## Directions
Examine the data line by line and report how many lines include the word "client", with no additional output.

## Data provided

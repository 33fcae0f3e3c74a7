// Session core - state machine and persistence for the practice client
//
// Everything with a real invariant lives under this module: the key/value
// store, the per-(problem, language) buffer cache, the solved/attempted
// progress sets, per-problem notes, the autosave debouncer, and the
// session controller that orchestrates them. The TUI is a view layer over
// this module and holds no persistent state of its own.

pub mod autosave;
pub mod buffers;
pub mod controller;
pub mod error;
pub mod notes;
pub mod progress;
pub mod store;

pub use controller::{OpenedProblem, SessionController};
pub use error::{Result, SessionError};
pub use progress::ProblemStatus;

use serde::{Deserialize, Serialize};
use std::collections::HashMap;
use std::fmt;

/// Opaque identifier for a problem, assigned by the judge's catalog.
#[derive(
    Debug, Clone, Copy, PartialEq, Eq, Hash, PartialOrd, Ord, Serialize, Deserialize, Default,
)]
#[serde(transparent)]
pub struct ProblemId(pub u32);

impl fmt::Display for ProblemId {
    fn fmt(&self, f: &mut fmt::Formatter<'_>) -> fmt::Result {
        write!(f, "{}", self.0)
    }
}

/// Languages the judge accepts. The string tokens are part of the wire
/// and storage contract and must not change.
#[derive(Debug, Clone, Copy, PartialEq, Eq, Hash, Serialize, Deserialize)]
#[serde(rename_all = "lowercase")]
pub enum Language {
    Python,
    Java,
    Javascript,
}

impl Language {
    pub const ALL: [Language; 3] = [Language::Python, Language::Java, Language::Javascript];

    /// Wire/storage token for this language
    pub fn as_str(&self) -> &'static str {
        match self {
            Language::Python => "python",
            Language::Java => "java",
            Language::Javascript => "javascript",
        }
    }

    /// Parse a language token. Unknown tokens are a data error, not a panic.
    pub fn parse(token: &str) -> Result<Self> {
        Language::ALL
            .iter()
            .copied()
            .find(|l| l.as_str() == token)
            .ok_or_else(|| SessionError::InvalidState(format!("unknown language '{token}'")))
    }

    /// Next language in the selector cycle
    pub fn next(self) -> Self {
        match self {
            Language::Python => Language::Java,
            Language::Java => Language::Javascript,
            Language::Javascript => Language::Python,
        }
    }
}

impl Default for Language {
    fn default() -> Self {
        Language::Python
    }
}

impl fmt::Display for Language {
    fn fmt(&self, f: &mut fmt::Formatter<'_>) -> fmt::Result {
        f.write_str(self.as_str())
    }
}

/// Default starter code per language, delivered with each problem detail.
/// Replaced wholesale when a new problem is opened.
pub type BoilerplateSet = HashMap<Language, String>;

/// Content tabs of the editor view
#[derive(Debug, Clone, Copy, PartialEq, Eq, Default)]
pub enum Tab {
    #[default]
    Description,
    Hints,
    Solution,
    Notes,
}

impl Tab {
    pub const ALL: [Tab; 4] = [Tab::Description, Tab::Hints, Tab::Solution, Tab::Notes];

    pub fn next(self) -> Self {
        match self {
            Tab::Description => Tab::Hints,
            Tab::Hints => Tab::Solution,
            Tab::Solution => Tab::Notes,
            Tab::Notes => Tab::Description,
        }
    }

    /// Display name for the tab bar
    pub fn name(&self) -> &'static str {
        match self {
            Tab::Description => "Description",
            Tab::Hints => "Hints",
            Tab::Solution => "Solution",
            Tab::Notes => "Notes",
        }
    }
}

/// Panes of the bottom console
#[derive(Debug, Clone, Copy, PartialEq, Eq, Default)]
pub enum ConsolePane {
    #[default]
    Output,
    Input,
}

impl ConsolePane {
    pub fn toggle(self) -> Self {
        match self {
            ConsolePane::Output => ConsolePane::Input,
            ConsolePane::Input => ConsolePane::Output,
        }
    }

    pub fn name(&self) -> &'static str {
        match self {
            ConsolePane::Output => "Output",
            ConsolePane::Input => "Custom Input",
        }
    }
}

/// Which list the user navigated to the editor from, and therefore where
/// "back" returns to.
#[derive(Debug, Clone, Copy, PartialEq, Eq, Default)]
pub enum ReturnView {
    #[default]
    Dashboard,
    List,
}

/// Typed composite key for the persistence store.
///
/// Renders to the flat string layout the store has always used, so data
/// persisted by earlier versions keeps resolving:
/// `solution_{id}_{lang}`, `notes_{id}`, `solved_ids`, `attempted_ids`.
#[derive(Debug, Clone, Copy, PartialEq, Eq)]
pub enum StorageKey {
    Solution(ProblemId, Language),
    Notes(ProblemId),
    SolvedIds,
    AttemptedIds,
}

impl StorageKey {
    pub fn render(&self) -> String {
        match self {
            StorageKey::Solution(problem, language) => {
                format!("solution_{}_{}", problem, language.as_str())
            }
            StorageKey::Notes(problem) => format!("notes_{problem}"),
            StorageKey::SolvedIds => "solved_ids".to_string(),
            StorageKey::AttemptedIds => "attempted_ids".to_string(),
        }
    }
}
impl App {
    pub fn new(config: Config, log_buffer: LogBuffer, store: KvStore) -> Self {
        let client = JudgeClient::new(config.judge_url.clone());
        // The TUI gates the destructive reset behind its own modal, so
        // the injected capability answers yes; tests inject real gates.
        let session = SessionController::new(
            store,
            config.default_language,
            config.autosave_delay,
            Box::new(|_| true),
        );

        Self {
            config,
            client,
            session,
            log_buffer,
            should_quit: false,
            view: View::Dashboard,
            modal: None,
            notice: None,
            cards: Vec::new(),
            selected_card: 0,
            prompt: None,
            problems: Vec::new(),
            list_title: String::new(),
            selected_problem: 0,
            detail: None,
            code: CodeArea::new(),
            notes: CodeArea::new(),
            custom_input: CodeArea::new(),
            focus: Focus::Code,
            console: ConsoleOutput::default(),
            last_autosave: None,
        }
    }

    // ── Periodic work ────────────────────────────────────────────────

    /// Tick from the event loop: drives the autosave deadline and pulls
    /// the one-shot storage notice.
    pub fn on_tick(&mut self) {
        let now = Instant::now();
        if self.session.tick(now) {
            self.last_autosave = Some(now);
        }
        if let Some(notice) = self.session.storage_notice() {
            tracing::warn!("{}", notice);
            self.notice = Some(notice.to_string());
        }
    }

    // ── Navigation actions ───────────────────────────────────────────

    pub async fn load_dashboard(&mut self) {
        match self.client.cards().await {
            Ok(cards) => {
                self.session.record_list_view(ReturnView::Dashboard);
                self.selected_card = self.selected_card.min(cards.len().saturating_sub(1));
                self.cards = cards;
                self.view = View::Dashboard;
                self.notice = None;
            }
            Err(e) => self.report_error("load dashboard", e),
        }
    }

    pub async fn open_selected_card(&mut self) {
        let Some(card) = self.cards.get(self.selected_card) else {
            return;
        };
        let (id, title) = (card.id, card.title.clone());
        match self.client.card_questions(id).await {
            Ok(problems) => self.enter_list(title, problems),
            Err(e) => self.report_error("load card", e),
        }
    }

    pub async fn run_search(&mut self, query: SearchQuery) {
        match self.client.search(&query).await {
            Ok(problems) => self.enter_list(query.title(), problems),
            Err(e) => self.report_error("search", e),
        }
    }

    fn enter_list(&mut self, title: String, problems: Vec<ProblemSummary>) {
        self.session.record_list_view(ReturnView::List);
        self.list_title = title;
        self.problems = problems;
        self.selected_problem = 0;
        self.view = View::List;
        self.notice = None;
    }

    /// Fetch and open the selected problem. A failed fetch reports and
    /// leaves both the view and the session state untouched.
    pub async fn open_selected_problem(&mut self) {
        let Some(summary) = self.problems.get(self.selected_problem) else {
            return;
        };
        let id = summary.id;

        let detail = match self.client.question(id).await {
            Ok(detail) => detail,
            Err(e) => {
                self.report_error("load problem", e);
                return;
            }
        };

        match self.session.open_problem(id, detail.boilerplate_set()) {
            Ok(opened) => {
                self.code.load(&opened.buffer, opened.language);
                self.notes.load(&opened.notes, opened.language);
                self.custom_input.load("", opened.language);
                self.console = ConsoleOutput::default();
                self.focus = Focus::Code;
                self.detail = Some(detail);
                self.view = View::Editor;
                self.notice = None;
            }
            Err(e) => self.report_error("open problem", e),
        }
    }

    /// Leave the editor toward wherever the user came from
    pub async fn go_back(&mut self) {
        match self.session.go_back() {
            ReturnView::Dashboard => self.load_dashboard().await,
            ReturnView::List => self.view = View::List,
        }
        self.detail = None;
    }

    // ── Editor actions ───────────────────────────────────────────────

    /// Route a content change out of the focused area into the core
    pub fn on_content_changed(&mut self) {
        let result = match self.focus {
            Focus::Code => self
                .session
                .on_edit(Instant::now(), &self.code.contents()),
            Focus::Notes => self.session.on_notes_edit(&self.notes.contents()),
            // The custom input pane is scratch space, never persisted
            Focus::Input => Ok(()),
        };
        if let Err(e) = result {
            tracing::error!("Edit event rejected: {}", e);
        }
    }

    pub fn cycle_language(&mut self) {
        let next = self.session.current_language().next();
        match self.session.switch_language(next) {
            Ok(buffer) => {
                self.code.load(&buffer, next);
            }
            Err(SessionError::MissingBoilerplate(language)) => {
                self.console = ConsoleOutput::message(
                    format!("No boilerplate code found for {language}."),
                    Tone::Warning,
                );
            }
            Err(e) => self.report_error("switch language", e),
        }
    }

    pub fn cycle_tab(&mut self) {
        let next = self.session.current_tab().next();
        self.session.switch_tab(next);
        // Typing follows the tab: the notes tab edits notes. The area is
        // refreshed from the store, which is authoritative for notes.
        self.focus = if next == Tab::Notes {
            let notes = self.session.current_notes();
            let language = self.session.current_language();
            self.notes.load(&notes, language);
            Focus::Notes
        } else {
            Focus::Code
        };
    }

    pub fn toggle_console_pane(&mut self) {
        let next = self.session.current_pane().toggle();
        self.session.switch_console_pane(next);
        self.focus = if next == ConsolePane::Input {
            Focus::Input
        } else {
            Focus::Code
        };
    }

    /// Confirmed reset from the modal: restore boilerplate and reload
    /// the editing surface.
    pub fn apply_reset(&mut self) {
        match self.session.reset_buffer() {
            Ok(Some(content)) => {
                let language = self.session.current_language();
                self.code.load(&content, language);
                self.console =
                    ConsoleOutput::message("Code reset to boilerplate.", Tone::Warning);
            }
            Ok(None) => {}
            Err(SessionError::MissingBoilerplate(language)) => {
                self.console = ConsoleOutput::message(
                    format!("No boilerplate code found for {language}."),
                    Tone::Warning,
                );
            }
            Err(e) => self.report_error("reset buffer", e),
        }
    }

    // ── Judge actions ────────────────────────────────────────────────

    /// Submit the active buffer against the problem's test cases
    pub async fn submit(&mut self) {
        let Some(problem) = self.session.current_problem() else {
            return;
        };
        self.session.switch_console_pane(ConsolePane::Output);
        self.console = ConsoleOutput::message("Running tests...", Tone::Normal);

        let request = SubmitRequest {
            question_id: problem,
            language: self.session.current_language(),
            code: self.code.contents(),
        };

        match self.client.submit(&request).await {
            Ok(result) => {
                if let Err(e) = self.session.record_submission_outcome(result.accepted()) {
                    tracing::error!("Could not record submission outcome: {}", e);
                }
                self.console = if result.accepted() {
                    ConsoleOutput::message(
                        format!(
                            "Accepted!\nTime: {}ms\nPassed: {}/{}",
                            result.runtime, result.total_passed, result.total_tests
                        ),
                        Tone::Success,
                    )
                } else {
                    let mut text = format!(
                        "{}\nPassed: {}/{}\n",
                        result.status, result.total_passed, result.total_tests
                    );
                    if let Some(case) = result.first_failure() {
                        text.push_str(&format!(
                            "\n[Case {} Failed]\nExpected:\n{}\nActual:\n{}",
                            case.test_case, case.expected, case.actual
                        ));
                    }
                    ConsoleOutput::message(text, Tone::Error)
                };
            }
            Err(e) => {
                self.console = ConsoleOutput::message("Server Error", Tone::Error);
                tracing::error!("Submit failed: {}", e);
            }
        }
    }

    /// Run the active buffer against the custom input pane
    pub async fn run_custom(&mut self) {
        if self.session.current_problem().is_none() {
            return;
        }
        self.session.switch_console_pane(ConsolePane::Output);
        self.focus = Focus::Code;
        self.console = ConsoleOutput::message("Running...", Tone::Normal);

        let request = RunRequest {
            language: self.session.current_language(),
            code: self.code.contents(),
            input_data: self.custom_input.contents(),
        };

        match self.client.run(&request).await {
            Ok(result) => {
                let tone = if result.is_error {
                    Tone::Error
                } else {
                    Tone::Normal
                };
                self.console = ConsoleOutput::message(result.output, tone);
            }
            Err(e) => {
                self.console = ConsoleOutput::message("Error", Tone::Error);
                tracing::error!("Run failed: {}", e);
            }
        }
    }

    // ── Helpers ──────────────────────────────────────────────────────

    /// The area plain keystrokes currently edit
    pub fn focused_area(&mut self) -> &mut CodeArea {
        match self.focus {
            Focus::Code => &mut self.code,
            Focus::Notes => &mut self.notes,
            Focus::Input => &mut self.custom_input,
        }
    }

    pub fn select_next(&mut self) {
        match self.view {
            View::Dashboard => {
                if self.selected_card + 1 < self.cards.len() {
                    self.selected_card += 1;
                }
            }
            View::List => {
                if self.selected_problem + 1 < self.problems.len() {
                    self.selected_problem += 1;
                }
            }
            View::Editor => {}
        }
    }

    pub fn select_prev(&mut self) {
        match self.view {
            View::Dashboard => self.selected_card = self.selected_card.saturating_sub(1),
            View::List => self.selected_problem = self.selected_problem.saturating_sub(1),
            View::Editor => {}
        }
    }

    fn report_error(&mut self, operation: &str, e: SessionError) {
        if e.is_recoverable() {
            tracing::warn!("Failed to {}: {}", operation, e);
        } else {
            tracing::error!("Failed to {}: {}", operation, e);
        }
        self.notice = Some(format!("Failed to {operation}: {e}"));
    }
}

## Response below
9